YOUR INSTRUCTIONS:
When you reach the line containing "first bin starts" in the entries below, start writing out each line exactly, and stop after the line containing "let start = grades.iter().copied().fold(0.0, f64::min);".

RECORDS FOR THIS EXERCISE:
=== Section Start ===
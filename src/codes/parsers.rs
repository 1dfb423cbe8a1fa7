#![warn(missing_docs)]
#![warn(clippy::missing_docs_in_private_items)]

use super::TableError;

peg::parser! {
    /// grammar for one line of a delimiter-separated error-code table.
    pub grammar delimited(sep: char) for str {
        /// a doubled quote inside a quoted field stands for one quote
        rule escaped_quote() -> char
            = "\"\"" { '"' }

        /// any character of a quoted field other than a quote
        rule quoted_char() -> char
            = c:[^ '"'] { c }

        /// a field wrapped in double quotes, may contain the separator
        rule quoted() -> String
            = [' ']* "\"" s:(escaped_quote() / quoted_char())* "\"" [' ']*
            { s.into_iter().collect() }

        /// a field that does not open with a quote, runs until the next
        /// separator and may contain quotes anywhere after its first character
        rule bare() -> String
            = !([' ']* "\"") s:$([c if c != sep]*)
            { s.to_string() }

        /// one field, quoted or not
        rule field() -> String
            = quoted() / bare()

        /// matches the separator this grammar was instantiated with
        rule separator()
            = [c if c == sep]

        /// parses one row into its fields, keeping empty ones
        pub rule row() -> Vec<String>
            = fields:(field() ** separator())
            { fields }
    }
}

/// Splits `text` into rows of fields separated by `sep`.
///
/// Blank lines are skipped and a trailing `\r` on each line is dropped.
///
/// * `table`: name of the table, used in error messages
pub fn split_rows(text: &str, sep: char, table: &str) -> Result<Vec<Vec<String>>, TableError> {
    text.lines()
        .enumerate()
        .map(|(i, line)| (i + 1, line.trim_end_matches('\r')))
        .filter(|(_, line)| !line.trim().is_empty())
        .map(|(line, text)| {
            delimited::row(text, sep).map_err(|e| TableError::MalformedRow {
                table: table.to_string(),
                line,
                reason: e.to_string(),
            })
        })
        .collect()
}
use std::{fs, path::PathBuf};

use gradetally::{FormatPolicy, GradingConfig, grade_files, report};
use uuid::Uuid;

fn fixture(name: &str) -> PathBuf {
    PathBuf::from(env!("CARGO_MANIFEST_DIR"))
        .join("fixtures")
        .join(name)
}

fn temp_root() -> PathBuf {
    let root = std::env::temp_dir().join(format!("gradetally-{}", Uuid::new_v4()));
    fs::create_dir_all(&root).expect("create temp root");
    root
}

#[test]
fn grades_fixture_against_tsv_table() {
    let grading = grade_files(
        &fixture("grading.txt"),
        &fixture("errorcodes.tsv"),
        &GradingConfig::default(),
    )
    .expect("grade fixture");
    let report = &grading.report;

    assert_eq!(report.grades(), vec![85.0, 15.0, 105.5, -20.0]);
    assert_eq!(report.get("bob").unwrap().unresolved_comments, vec!["TYPO"]);
    assert_eq!(report.unresolved.len(), 1);
    assert_eq!(report.below_zero, vec!["dave"]);
    assert_eq!(report.above_ceiling, vec!["carol"]);

    let summary = grading.summary.expect("summary");
    assert_eq!(summary.count, 4);
    assert_eq!(summary.median, 50.0);
}

#[test]
fn range_constraint_flows_into_report_and_histogram() {
    let config = GradingConfig::builder().range_constraint(80.0).build();
    let grading = grade_files(&fixture("grading.txt"), &fixture("errorcodes.tsv"), &config)
        .expect("grade fixture");

    assert_eq!(grading.report.above_ceiling, vec!["alice", "carol"]);
    let histogram = grading.summary.expect("summary").histogram;
    assert_eq!(histogram.edges.len(), 11);
    assert_eq!(histogram.edges[10], 80.0);
}

#[test]
fn csv_table_leaves_its_missing_codes_unresolved() {
    // the csv fixture has no STYLE or BONUS rows
    let grading = grade_files(
        &fixture("grading.txt"),
        &fixture("errorcodes.csv"),
        &GradingConfig::default(),
    )
    .expect("grade fixture");

    assert_eq!(grading.report.get("alice").unwrap().unresolved_comments, vec!["STYLE"]);
    assert_eq!(grading.report.get("carol").unwrap().final_grade, 102.5);
    assert_eq!(grading.report.unresolved.len(), 3);
}

#[test]
fn division_by_unknown_base_code_fails_the_run() {
    let root = temp_root();
    let annotations = root.join("grading.txt");
    fs::write(&annotations, "erin:\n\tMISSING(max/2)\n").expect("write annotations");

    let err = grade_files(&annotations, &fixture("errorcodes.tsv"), &GradingConfig::default())
        .unwrap_err();
    let message = format!("{err:#}");
    assert!(message.contains("erin"), "{message}");
    assert!(message.contains("MISSING(max/2)"), "{message}");

    let _ = fs::remove_dir_all(root);
}

#[test]
fn xlsx_table_grades_like_the_tsv_one() {
    let grading = grade_files(
        &fixture("grading.txt"),
        &fixture("errorcodes.xlsx"),
        &GradingConfig::default(),
    )
    .expect("grade fixture");

    assert_eq!(grading.report.grades(), vec![85.0, 15.0, 105.5, -20.0]);
}

#[test]
fn far_negative_override_is_an_error_not_a_crash() {
    let root = temp_root();
    let annotations = root.join("grading.txt");
    fs::write(&annotations, "erin:\n\tLATE(-1e12)\n").expect("write annotations");

    let err = grade_files(&annotations, &fixture("errorcodes.tsv"), &GradingConfig::default())
        .unwrap_err();
    assert!(format!("{err:#}").contains("histogram bins"), "{err:#}");

    let _ = fs::remove_dir_all(root);
}

#[test]
fn unsupported_table_extension_fails_before_grading() {
    let err = grade_files(
        &fixture("grading.txt"),
        &fixture("errorcodes.txt"),
        &GradingConfig::default(),
    )
    .unwrap_err();
    assert!(format!("{err:#}").contains("Unsupported"));

    let config = GradingConfig::builder()
        .format_policy(FormatPolicy::TabFallback)
        .build();
    assert!(grade_files(&fixture("grading.txt"), &fixture("errorcodes.txt"), &config).is_ok());
}

#[test]
fn empty_annotation_file_has_no_summary() {
    let root = temp_root();
    let annotations = root.join("empty.txt");
    fs::write(&annotations, "\n\n").expect("write annotations");

    let grading = grade_files(&annotations, &fixture("errorcodes.tsv"), &GradingConfig::default())
        .expect("grade empty file");
    assert!(grading.report.results.is_empty());
    assert!(grading.summary.is_none());

    let _ = fs::remove_dir_all(root);
}

#[test]
fn non_utf8_annotations_are_read_lossily() {
    let root = temp_root();
    let annotations = root.join("latin1.txt");
    fs::write(&annotations, b"jos\xe9:\n\tLATE\n").expect("write annotations");

    let grading = grade_files(&annotations, &fixture("errorcodes.tsv"), &GradingConfig::default())
        .expect("grade latin-1 file");
    assert_eq!(grading.report.grades(), vec![90.0]);
    assert!(grading.report.results[0].entity_id.starts_with("jos"));

    let _ = fs::remove_dir_all(root);
}

#[test]
fn rendered_report_mentions_every_entity_and_flag() {
    let grading = grade_files(
        &fixture("grading.txt"),
        &fixture("errorcodes.tsv"),
        &GradingConfig::default(),
    )
    .expect("grade fixture");

    let table = report::grades_table(&grading.report);
    for id in ["alice", "bob", "carol", "dave"] {
        assert!(table.contains(id), "{table}");
    }
    assert!(table.contains("105.50"));

    let diagnostics = report::diagnostics(&grading.report).expect("diagnostics");
    assert!(diagnostics.contains("TYPO"));
    assert!(diagnostics.contains("dave"));
    assert!(diagnostics.contains("carol"));

    let summary = report::summary(grading.summary.as_ref().unwrap());
    assert!(summary.contains("Mean: 46.3"), "{summary}");
    assert!(summary.contains("Median: 50.00"));
    assert!(summary.contains("1 outside the histogram range"));
}
#![warn(missing_docs)]
#![warn(clippy::missing_docs_in_private_items)]

use colored::Colorize;
use itertools::Itertools;
use tabled::{
    Table, Tabled,
    settings::{Alignment, Modify, Panel, Style, object::Rows},
};

use crate::{
    codes::ErrorCodeTable,
    constants::HISTOGRAM_BAR_WIDTH,
    grade::{GradeReport, Histogram, Summary},
};

#[derive(Tabled)]
/// One line of the grade table
struct GradeRow {
    #[tabled(rename = "Entity")]
    /// * `entity`: entity id
    entity:     String,
    #[tabled(rename = "Grade")]
    /// * `grade`: final grade, two decimals
    grade:      String,
    #[tabled(rename = "Unresolved")]
    /// * `unresolved`: comments that added nothing
    unresolved: String,
}

/// Renders the per-entity grades as a table.
pub fn grades_table(report: &GradeReport) -> String {
    let rows = report.results.iter().map(|r| GradeRow {
        entity:     r.entity_id.clone(),
        grade:      format!("{:.2}", r.final_grade),
        unresolved: r.unresolved_comments.iter().join(", "),
    });

    Table::new(rows)
        .with(Panel::header("Grades"))
        .with(Modify::new(Rows::first()).with(Alignment::center()))
        .with(Style::modern())
        .to_string()
}

/// Renders the loaded error codes as a table.
pub fn codes_table(table: &ErrorCodeTable) -> String {
    Table::new(table.iter())
        .with(Panel::header(format!("{} error codes", table.len())))
        .with(Style::modern())
        .to_string()
}

/// Renders unresolved comments and range violations, or `None` when there
/// are none.
pub fn diagnostics(report: &GradeReport) -> Option<String> {
    let mut out = Vec::new();

    if !report.unresolved.is_empty() {
        out.push(
            Table::new(&report.unresolved)
                .with(Panel::header("Comments not in the error-code table"))
                .with(Style::modern())
                .to_string(),
        );
    }
    if !report.below_zero.is_empty() {
        out.push(format!(
            "{} {}",
            "Lower than 0:".red().bold(),
            report.below_zero.iter().join(", ")
        ));
    }
    if !report.above_ceiling.is_empty() {
        out.push(format!(
            "{} {}",
            format!("Higher than {}:", report.ceiling).yellow().bold(),
            report.above_ceiling.iter().join(", ")
        ));
    }

    (!out.is_empty()).then(|| out.join("\n"))
}

/// Renders one bar per histogram bin, scaled to the fullest bin.
pub fn histogram(histogram: &Histogram) -> String {
    let fullest = histogram.counts.iter().copied().max().unwrap_or(0).max(1);
    let last = histogram.counts.len().saturating_sub(1);

    let mut lines = histogram
        .bins()
        .enumerate()
        .map(|(i, (low, high, count))| {
            let close = if i == last { ']' } else { ')' };
            let bar = "#".repeat(count * HISTOGRAM_BAR_WIDTH / fullest);
            format!("[{low:>7.2}, {high:>7.2}{close} {count:>4} {bar}")
        })
        .collect::<Vec<_>>();

    if histogram.outside > 0 {
        lines.push(format!("{} outside the histogram range", histogram.outside));
    }
    lines.join("\n")
}

/// Renders the statistics block followed by the histogram.
pub fn summary(summary: &Summary) -> String {
    format!(
        "Count: {}\nMean: {:.2}\nMedian: {:.2}\nSD: {:.2}\nMin: {:.2}\nMax: {:.2}\n\n{}",
        summary.count,
        summary.mean,
        summary.median,
        summary.stddev,
        summary.min,
        summary.max,
        histogram(&summary.histogram)
    )
}
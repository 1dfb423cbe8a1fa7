#![warn(missing_docs)]
#![warn(clippy::missing_docs_in_private_items)]

use serde::{Deserialize, Serialize};

use crate::constants::{CONSTRAINED_BINS, DEFAULT_BIN_WIDTH, DEFAULT_CEILING, MAX_HISTOGRAM_BINS};

/// Tolerance used when laying out and comparing bin edges.
const EDGE_EPSILON: f64 = 1e-9;

/// Errors raised while summarising grades.
#[derive(thiserror::Error, Debug, PartialEq)]
pub enum StatsError {
    /// There is nothing to summarise.
    #[error("Cannot summarise an empty list of grades")]
    NoGrades,
    /// The range constraint cannot be split into bins.
    #[error("Range constraint must be a positive number, got {0}")]
    InvalidRange(f64),
    /// A grade is infinite or not a number.
    #[error("Cannot summarise a non-finite grade: {0}")]
    NonFiniteGrade(f64),
    /// The lowest grade is so far below zero that the histogram would need
    /// more bins than it is allowed to hold.
    #[error("A lowest grade of {lowest} would need {bins} histogram bins")]
    TooManyBins {
        /// lowest grade, where the first bin starts
        lowest: f64,
        /// number of bins the layout would need
        bins:   f64,
    },
}

/// Grade counts over consecutive bins.
#[derive(Clone, Debug, PartialEq, Serialize, Deserialize)]
pub struct Histogram {
    /// Bin edges in increasing order; one more than there are bins.
    pub edges:   Vec<f64>,
    /// Grades per bin. Bins are half-open except the last, which is closed.
    pub counts:  Vec<usize>,
    /// Grades below the first edge or above the last one.
    pub outside: usize,
}

impl Histogram {
    /// Lays out the bin edges for `grades`.
    ///
    /// Without a range constraint the edges run from `min(0, lowest grade)`
    /// to 100 in steps of 5. With one, they split `0..=range` into ten bins.
    ///
    /// Fails with [`StatsError::TooManyBins`] when the lowest grade would need
    /// more than [`MAX_HISTOGRAM_BINS`] bins.
    pub fn edges_for(
        grades: &[f64],
        range_constraint: Option<f64>,
    ) -> Result<Vec<f64>, StatsError> {
        let edges = match range_constraint {
            Some(range) => {
                let step = range / CONSTRAINED_BINS as f64;
                (0..=CONSTRAINED_BINS)
                    .map(|i| if i == CONSTRAINED_BINS { range } else { i as f64 * step })
                    .collect()
            }
            None => {
                let start = grades.iter().copied().fold(0.0, f64::min);
                let steps = ((DEFAULT_CEILING - start) / DEFAULT_BIN_WIDTH + EDGE_EPSILON).floor();
                if steps > MAX_HISTOGRAM_BINS as f64 {
                    return Err(StatsError::TooManyBins {
                        lowest: start,
                        bins:   steps,
                    });
                }
                (0..=steps as usize)
                    .map(|i| start + i as f64 * DEFAULT_BIN_WIDTH)
                    .collect()
            }
        };
        Ok(edges)
    }

    /// Counts `grades` into the bins delimited by `edges`.
    pub fn count(grades: &[f64], edges: Vec<f64>) -> Self {
        let bins = edges.len().saturating_sub(1);
        let mut counts = vec![0; bins];
        let mut outside = 0;

        for &grade in grades {
            match bin_index(&edges, grade) {
                Some(i) => counts[i] += 1,
                None => outside += 1,
            }
        }

        Self {
            edges,
            counts,
            outside,
        }
    }

    /// Iterates `(low, high, count)` per bin.
    pub fn bins(&self) -> impl Iterator<Item = (f64, f64, usize)> + '_ {
        self.edges
            .windows(2)
            .zip(&self.counts)
            .map(|(w, &c)| (w[0], w[1], c))
    }
}

/// Which bin `grade` falls in, if any.
fn bin_index(edges: &[f64], grade: f64) -> Option<usize> {
    let (first, last) = (*edges.first()?, *edges.last()?);
    if edges.len() < 2 || grade.is_nan() || grade < first || grade > last {
        return None;
    }
    if grade == last {
        return Some(edges.len() - 2);
    }
    Some(edges.partition_point(|&e| e <= grade) - 1)
}

/// Descriptive statistics over a list of grades.
#[derive(Clone, Debug, PartialEq, Serialize, Deserialize)]
pub struct Summary {
    /// Number of grades.
    pub count:     usize,
    /// Arithmetic mean.
    pub mean:      f64,
    /// Middle value; the mean of the middle two for an even count.
    pub median:    f64,
    /// Population standard deviation.
    pub stddev:    f64,
    /// Lowest grade.
    pub min:       f64,
    /// Highest grade.
    pub max:       f64,
    /// Distribution of the grades.
    pub histogram: Histogram,
}

/// Summarises `grades`.
///
/// * `grades`: final grades, in any order
/// * `range_constraint`: optional ceiling used to lay out the histogram
pub fn summarize(grades: &[f64], range_constraint: Option<f64>) -> Result<Summary, StatsError> {
    if grades.is_empty() {
        return Err(StatsError::NoGrades);
    }
    if let Some(range) = range_constraint
        && !(range.is_finite() && range > 0.0)
    {
        return Err(StatsError::InvalidRange(range));
    }
    if let Some(&bad) = grades.iter().find(|g| !g.is_finite()) {
        return Err(StatsError::NonFiniteGrade(bad));
    }

    let count = grades.len();
    let n = count as f64;
    let mean = grades.iter().sum::<f64>() / n;
    let variance = grades.iter().map(|g| (g - mean).powi(2)).sum::<f64>() / n;

    let mut sorted = grades.to_vec();
    sorted.sort_by(f64::total_cmp);
    let median = if count % 2 == 1 {
        sorted[count / 2]
    } else {
        (sorted[count / 2 - 1] + sorted[count / 2]) / 2.0
    };

    let edges = Histogram::edges_for(grades, range_constraint)?;
    Ok(Summary {
        count,
        mean,
        median,
        stddev: variance.sqrt(),
        min: sorted[0],
        max: sorted[count - 1],
        histogram: Histogram::count(grades, edges),
    })
}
=== Section End ===
RESULT OF THIS TASK:
        /// lowest grade, where the first bin starts
        lowest: f64,
        /// number of bins the layout would need
        bins:   f64,
    },
}

/// Grade counts over consecutive bins.
#[derive(Clone, Debug, PartialEq, Serialize, Deserialize)]
pub struct Histogram {
    /// Bin edges in increasing order; one more than there are bins.
    pub edges:   Vec<f64>,
    /// Grades per bin. Bins are half-open except the last, which is closed.
    pub counts:  Vec<usize>,
    /// Grades below the first edge or above the last one.
    pub outside: usize,
}

impl Histogram {
    /// Lays out the bin edges for `grades`.
    ///
    /// Without a range constraint the edges run from `min(0, lowest grade)`
    /// to 100 in steps of 5. With one, they split `0..=range` into ten bins.
    ///
    /// Fails with [`StatsError::TooManyBins`] when the lowest grade would need
    /// more than [`MAX_HISTOGRAM_BINS`] bins.
    pub fn edges_for(
        grades: &[f64],
        range_constraint: Option<f64>,
    ) -> Result<Vec<f64>, StatsError> {
        let edges = match range_constraint {
            Some(range) => {
                let step = range / CONSTRAINED_BINS as f64;
                (0..=CONSTRAINED_BINS)
                    .map(|i| if i == CONSTRAINED_BINS { range } else { i as f64 * step })
                    .collect()
            }
            None => {
                let start = grades.iter().copied().fold(0.0, f64::min);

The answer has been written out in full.